We ought to keep this medium for just long enough to enable the new ICEL version of the Roman Liturgy in English to bed down. Then we should proscribe it for ever.
This, again, was cleverly and intelligently put together, and among other things included formulae including the word "offer" which Anglican Evangelicals would undoubtedly have vetoed in the Church of England's General Synod. But I had a problem with the service. It appeared to require to be followed by keeping an eye upon a duplicated order of service. There were very nice responsories, for example, which could only 'come off' if they were followed textually.
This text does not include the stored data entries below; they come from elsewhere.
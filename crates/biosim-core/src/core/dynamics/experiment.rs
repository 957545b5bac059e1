use serde::{Deserialize, Serialize};

/// Sampling plan of a culture run.
#[derive(Debug, Clone, Copy, PartialEq, Serialize, Deserialize)]
#[serde(rename_all = "camelCase")]
pub struct ExperimentParams {
    pub initial_cells: u64,
    /// Total simulated time, in hours.
    pub duration: f64,
    /// Spacing between snapshots, in hours.
    pub time_interval: f64,
}

impl ExperimentParams {
    /// Number of intervals after t = 0; the run emits `steps() + 1` snapshots.
    ///
    /// A small tolerance absorbs representation error, so that 72 / 0.5 yields 144.
    pub fn steps(&self) -> u64 {
        (self.duration / self.time_interval + 1e-9).floor() as u64
    }
}

/// A drug exposure held constant for the whole run.
#[derive(Debug, Clone, PartialEq, Serialize, Deserialize)]
#[serde(rename_all = "camelCase")]
pub struct Treatment {
    /// Drug class looked up in the cell line's sensitivity table.
    #[serde(rename = "type", alias = "drugClass")]
    pub drug_class: String,
    /// Concentration in µM.
    pub concentration: f64,
}

impl Treatment {
    pub fn new(drug_class: impl Into<String>, concentration: f64) -> Self {
        Self {
            drug_class: drug_class.into(),
            concentration,
        }
    }

    /// The `"none"` placebo class (or an empty class) skips the sensitivity lookup.
    pub fn is_placebo(&self) -> bool {
        let class = self.drug_class.trim();
        class.is_empty() || class.eq_ignore_ascii_case("none")
    }
}

#[cfg(test)]
mod tests {
    use super::*;

    #[test]
    fn steps_tolerate_floating_point_division() {
        let params = ExperimentParams {
            initial_cells: 50,
            duration: 72.0,
            time_interval: 0.5,
        };
        assert_eq!(params.steps(), 144);
        let params = ExperimentParams {
            initial_cells: 1,
            duration: 0.3,
            time_interval: 0.1,
        };
        assert_eq!(params.steps(), 3);
        let params = ExperimentParams {
            initial_cells: 1,
            duration: 1.0,
            time_interval: 0.3,
        };
        assert_eq!(params.steps(), 3);
    }

    #[test]
    fn placebo_treatments() {
        assert!(Treatment::new("none", 5.0).is_placebo());
        assert!(Treatment::new("None", 0.0).is_placebo());
        assert!(Treatment::new(" ", 1.0).is_placebo());
        assert!(!Treatment::new("taxol", 0.0).is_placebo());
    }

    #[test]
    fn experiment_params_use_camel_case_keys() {
        let json = r#"{"initialCells": 50, "duration": 72, "timeInterval": 0.5}"#;
        let params: ExperimentParams = serde_json::from_str(json).unwrap();
        assert_eq!(params.initial_cells, 50);
        assert_eq!(params.time_interval, 0.5);

        let treatment: Treatment =
            serde_json::from_str(r#"{"type": "cisplatin", "concentration": 2.5}"#).unwrap();
        assert_eq!(treatment.drug_class, "cisplatin");
    }
}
I tend to feel that the People ought to be able to follow their service without published props. Their traditional interventions in both word and action should be known instinctively, off by heart, by long and inherited deep internal appropriation; they ought not to be the enacting of a photocopied sheet which they were given as they walked into church that morning. Worshippers ought to be at home in worship, not function like actors reading their parts in an early rehearsal. Come to that, I don't know that I much like the leaflets common in RC churches with the readings on them. Why can't the people simply listen with profound submission to the word of God proclaimed ... to the airwaves which have been transubstantiated into the very Word of the Incarnate Word? Am I not right in thinking that for our society reading happens in contexts associated with weighing up and judging rather than with hearing and obeying? (And, by the way, the one thing I thought really bad about the URC service was that we sat for the Holy Gospel. There is a risk that we might sit to be entertained; standing to hear a Word of Authority is so rare in our culture that its preservation during the proclamation of the Gospel must be held very precious.)
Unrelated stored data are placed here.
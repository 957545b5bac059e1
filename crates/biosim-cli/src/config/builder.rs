use super::defaults::DefaultsConfig;
use super::file::{FileConfig, FileToleranceConfig, FileTolerancesConfig};
use super::models::AppConfig;
use crate::error::{CliError, Result};
use biosim::core::dynamics::environment::{EnvironmentTolerances, Tolerance};
use biosim::engine::config::{
    DockingConfigBuilder, DoseResponseConfigBuilder, SimulationConfigBuilder,
};
use std::path::Path;
use std::str::FromStr;

/// Values given as dedicated command-line flags; these win over every other layer.
#[derive(Debug, Clone, Copy, Default)]
pub struct CliOverrides {
    pub seed: Option<u64>,
}

pub fn build_config(
    config_path: Option<&Path>,
    set_values: &[String],
    overrides: &CliOverrides,
) -> Result<AppConfig> {
    let defaults = DefaultsConfig::default();

    let file_config = if let Some(path) = config_path {
        FileConfig::from_file(path)?
    } else {
        FileConfig::default()
    };
    let mut file_config = apply_set_values(file_config, set_values)?;

    let dose_file = file_config.dose_response.take().unwrap_or_default();
    let dose_response = DoseResponseConfigBuilder::new()
        .hill_coefficient(
            dose_file
                .hill_coefficient
                .unwrap_or(defaults.hill_coefficient),
        )
        .build()
        .map_err(|e| CliError::Config(e.to_string()))?;

    let docking_file = file_config.docking.take().unwrap_or_default();
    let mut docking = DockingConfigBuilder::new()
        .num_modes(docking_file.num_modes.unwrap_or(defaults.num_modes))
        .max_modes(docking_file.max_modes.unwrap_or(defaults.max_modes));
    if let Some(seed) = overrides.seed.or(docking_file.seed) {
        docking = docking.seed(seed);
    }
    let docking = docking
        .build()
        .map_err(|e| CliError::Config(e.to_string()))?;

    let sim_file = file_config.simulation.take().unwrap_or_default();
    let medium = sim_file
        .medium
        .unwrap_or_default()
        .merge_onto(defaults.medium);
    let tolerances = merge_tolerances(sim_file.tolerances.unwrap_or_default(), &defaults);
    let mut simulation = SimulationConfigBuilder::new()
        .max_steps(sim_file.max_steps.unwrap_or(defaults.max_steps))
        .max_substep(sim_file.max_substep.unwrap_or(defaults.max_substep))
        .max_integration_steps(
            sim_file
                .max_integration_steps
                .unwrap_or(defaults.max_integration_steps),
        )
        .max_population(sim_file.max_population.unwrap_or(defaults.max_population))
        .base_death_rate(sim_file.base_death_rate.unwrap_or(defaults.base_death_rate))
        .record_metabolism(
            sim_file
                .record_metabolism
                .unwrap_or(defaults.record_metabolism),
        )
        .record_phases(sim_file.record_phases.unwrap_or(defaults.record_phases))
        .tolerances(tolerances)
        .medium(medium)
        .dose_response(dose_response);
    if let Some(seed) = overrides.seed.or(sim_file.seed) {
        simulation = simulation.seed(seed);
    }
    let simulation = simulation
        .build()
        .map_err(|e| CliError::Config(e.to_string()))?;

    Ok(AppConfig {
        docking,
        simulation,
        dose_response,
    })
}

fn merge_tolerances(file: FileTolerancesConfig, defaults: &DefaultsConfig) -> EnvironmentTolerances {
    let merge = |entry: Option<FileToleranceConfig>, base: Tolerance| {
        entry.map_or(base, |t| t.merge_onto(base))
    };
    EnvironmentTolerances {
        temperature: merge(file.temperature, defaults.tolerances.temperature),
        co2: merge(file.co2, defaults.tolerances.co2),
        humidity: merge(file.humidity, defaults.tolerances.humidity),
    }
}

fn parse_value<T: FromStr>(key: &str, value: &str, kind: &str) -> Result<T> {
    value
        .parse()
        .map_err(|_| CliError::Config(format!("Invalid {} value for {}: {}", kind, key, value)))
}

fn apply_set_values(mut config: FileConfig, set_values: &[String]) -> Result<FileConfig> {
    if set_values.is_empty() {
        return Ok(config);
    }
    for kv_pair in set_values {
        let Some((key, value_str)) = kv_pair.split_once('=') else {
            return Err(CliError::Config(format!(
                "Invalid --set format: '{}'. Expected KEY=VALUE.",
                kv_pair
            )));
        };

        match key {
            "docking.num-modes" => {
                config.docking.get_or_insert_with(Default::default).num_modes =
                    Some(parse_value(key, value_str, "integer")?);
            }
            "docking.max-modes" => {
                config.docking.get_or_insert_with(Default::default).max_modes =
                    Some(parse_value(key, value_str, "integer")?);
            }
            "docking.seed" => {
                config.docking.get_or_insert_with(Default::default).seed =
                    Some(parse_value(key, value_str, "integer")?);
            }
            "simulation.max-steps" => {
                config.simulation.get_or_insert_with(Default::default).max_steps =
                    Some(parse_value(key, value_str, "integer")?);
            }
            "simulation.max-substep" => {
                config
                    .simulation
                    .get_or_insert_with(Default::default)
                    .max_substep = Some(parse_value(key, value_str, "float")?);
            }
            "simulation.max-integration-steps" => {
                config
                    .simulation
                    .get_or_insert_with(Default::default)
                    .max_integration_steps = Some(parse_value(key, value_str, "integer")?);
            }
            "simulation.max-population" => {
                config
                    .simulation
                    .get_or_insert_with(Default::default)
                    .max_population = Some(parse_value(key, value_str, "integer")?);
            }
            "simulation.base-death-rate" => {
                config
                    .simulation
                    .get_or_insert_with(Default::default)
                    .base_death_rate = Some(parse_value(key, value_str, "float")?);
            }
            "simulation.record-metabolism" => {
                config
                    .simulation
                    .get_or_insert_with(Default::default)
                    .record_metabolism = Some(parse_value(key, value_str, "boolean")?);
            }
            "simulation.record-phases" => {
                config
                    .simulation
                    .get_or_insert_with(Default::default)
                    .record_phases = Some(parse_value(key, value_str, "boolean")?);
            }
            "simulation.seed" => {
                config.simulation.get_or_insert_with(Default::default).seed =
                    Some(parse_value(key, value_str, "integer")?);
            }
            "simulation.medium.volume-ml"
            | "simulation.medium.glucose-mm"
            | "simulation.medium.oxygen-mm"
            | "simulation.medium.oxygen-transfer-rate" => {
                let value = Some(parse_value(key, value_str, "float")?);
                let medium = config
                    .simulation
                    .get_or_insert_with(Default::default)
                    .medium
                    .get_or_insert_with(Default::default);
                match key {
                    "simulation.medium.volume-ml" => medium.volume_ml = value,
                    "simulation.medium.glucose-mm" => medium.glucose_mm = value,
                    "simulation.medium.oxygen-mm" => medium.oxygen_mm = value,
                    _ => medium.oxygen_transfer_rate = value,
                }
            }
            "dose-response.hill-coefficient" => {
                config
                    .dose_response
                    .get_or_insert_with(Default::default)
                    .hill_coefficient = Some(parse_value(key, value_str, "float")?);
            }
            _ => {
                return Err(CliError::Config(format!(
                    "Unsupported configuration key for --set: '{}'",
                    key
                )));
            }
        }
    }
    Ok(config)
}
The invention of printing made it possible for the English government of 1549 to impose, overnight, a novel liturgy and then, a couple of years later, a profoundly different version of it. Bugnini, after the Council, had the same dangerously effective weapon at his disposal. That, in itself, represented a corruption of the organic and traditional quality of Worship. But at least the printed book, in a culture where books were a comparatively rare phenomenon, offered a degree of stability during the lifetime of the use of that book (and remember that for some generations after 1549 the officiant was very probably the only person to be holding a copy). The advent in our own time of the disposable duplicated sheet offers the probability of an even more profound disruption and destabilisation of Liturgy.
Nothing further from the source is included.